■ **WORK ORDER**: Across the listing, tally the lines in which the word "variable" occurs, then report the tally alone.

** GIVEN INFORMATION follows **

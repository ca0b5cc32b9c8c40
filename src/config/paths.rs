//! Path management for SpendPace
//!
//! ## Path Resolution Order
//!
//! 1. `SPENDPACE_DATA_DIR` environment variable (if set)
//! 2. Unix (Linux/macOS): `$XDG_CONFIG_HOME/spendpace` or `~/.config/spendpace`
//! 3. Windows: `%APPDATA%\spendpace`

use std::path::PathBuf;

use crate::error::{SpendPaceError, SpendPaceResult};

/// Environment variable overriding the base directory
pub const DATA_DIR_ENV: &str = "SPENDPACE_DATA_DIR";

/// Manages all paths used by SpendPace
#[derive(Debug, Clone)]
pub struct SpendPacePaths {
    base_dir: PathBuf,
}

impl SpendPacePaths {
    /// Resolve the base directory from the environment
    ///
    /// # Errors
    ///
    /// Returns an error if the home directory cannot be determined.
    pub fn new() -> SpendPaceResult<Self> {
        let base_dir = match std::env::var(DATA_DIR_ENV) {
            Ok(custom) if !custom.trim().is_empty() => PathBuf::from(custom),
            _ => resolve_default_path()?,
        };

        Ok(Self { base_dir })
    }

    /// Create SpendPacePaths with a custom base directory (useful for testing)
    pub fn with_base_dir(base_dir: PathBuf) -> Self {
        Self { base_dir }
    }

    pub fn base_dir(&self) -> &PathBuf {
        &self.base_dir
    }

    /// Get the data directory (~/.config/spendpace/data/)
    pub fn data_dir(&self) -> PathBuf {
        self.base_dir.join("data")
    }

    /// Get the path to the settings file
    pub fn settings_file(&self) -> PathBuf {
        self.base_dir.join("config.json")
    }

    pub fn expenses_file(&self) -> PathBuf {
        self.data_dir().join("expenses.json")
    }

    pub fn categories_file(&self) -> PathBuf {
        self.data_dir().join("categories.json")
    }

    /// Get the path to budgets.json (one budget per owner)
    pub fn budgets_file(&self) -> PathBuf {
        self.data_dir().join("budgets.json")
    }

    pub fn savings_goals_file(&self) -> PathBuf {
        self.data_dir().join("savings_goals.json")
    }

    /// Ensure the base and data directories exist
    pub fn ensure_directories(&self) -> SpendPaceResult<()> {
        std::fs::create_dir_all(&self.base_dir)
            .map_err(|e| SpendPaceError::Io(format!("Failed to create base directory: {}", e)))?;

        std::fs::create_dir_all(self.data_dir())
            .map_err(|e| SpendPaceError::Io(format!("Failed to create data directory: {}", e)))?;

        Ok(())
    }

    /// Check if SpendPace has been initialized (config file exists)
    pub fn is_initialized(&self) -> bool {
        self.settings_file().exists()
    }
}

/// Resolve the default data directory path based on platform
#[cfg(not(windows))]
fn resolve_default_path() -> SpendPaceResult<PathBuf> {
    let config_base = match std::env::var("XDG_CONFIG_HOME") {
        Ok(xdg) if !xdg.is_empty() => PathBuf::from(xdg),
        _ => {
            let home = std::env::var("HOME").map_err(|_| {
                SpendPaceError::Config("HOME environment variable not set".into())
            })?;
            PathBuf::from(home).join(".config")
        }
    };
    Ok(config_base.join("spendpace"))
}

/// Resolve the default data directory path based on platform
#[cfg(windows)]
fn resolve_default_path() -> SpendPaceResult<PathBuf> {
    let appdata = std::env::var("APPDATA")
        .map_err(|_| SpendPaceError::Config("Could not determine APPDATA directory".into()))?;
    Ok(PathBuf::from(appdata).join("spendpace"))
}

#[cfg(test)]
mod tests {
    use super::*;
    use std::env;
    use tempfile::TempDir;

    #[test]
    fn test_custom_base_dir() {
        let temp_dir = TempDir::new().unwrap();
        let paths = SpendPacePaths::with_base_dir(temp_dir.path().to_path_buf());

        assert_eq!(paths.base_dir(), temp_dir.path());
        assert_eq!(paths.data_dir(), temp_dir.path().join("data"));
    }

    #[test]
    fn test_env_var_override() {
        let temp_dir = TempDir::new().unwrap();
        let custom_path = temp_dir.path().to_str().unwrap();

        env::set_var(DATA_DIR_ENV, custom_path);
        let paths = SpendPacePaths::new().unwrap();
        env::remove_var(DATA_DIR_ENV);

        assert_eq!(paths.base_dir(), temp_dir.path());
    }

    #[test]
    fn test_ensure_directories() {
        let temp_dir = TempDir::new().unwrap();
        let paths = SpendPacePaths::with_base_dir(temp_dir.path().join("nested"));

        assert!(!paths.is_initialized());
        paths.ensure_directories().unwrap();
        assert!(paths.data_dir().exists());
    }

    #[test]
    fn test_file_paths() {
        let temp_dir = TempDir::new().unwrap();
        let paths = SpendPacePaths::with_base_dir(temp_dir.path().to_path_buf());
        let data = temp_dir.path().join("data");

        assert_eq!(paths.settings_file(), temp_dir.path().join("config.json"));
        assert_eq!(paths.expenses_file(), data.join("expenses.json"));
        assert_eq!(paths.categories_file(), data.join("categories.json"));
        assert_eq!(paths.budgets_file(), data.join("budgets.json"));
        assert_eq!(paths.savings_goals_file(), data.join("savings_goals.json"));
    }
}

** End of GIVEN INFORMATION **

■ **EXERCISE RESULT**: 3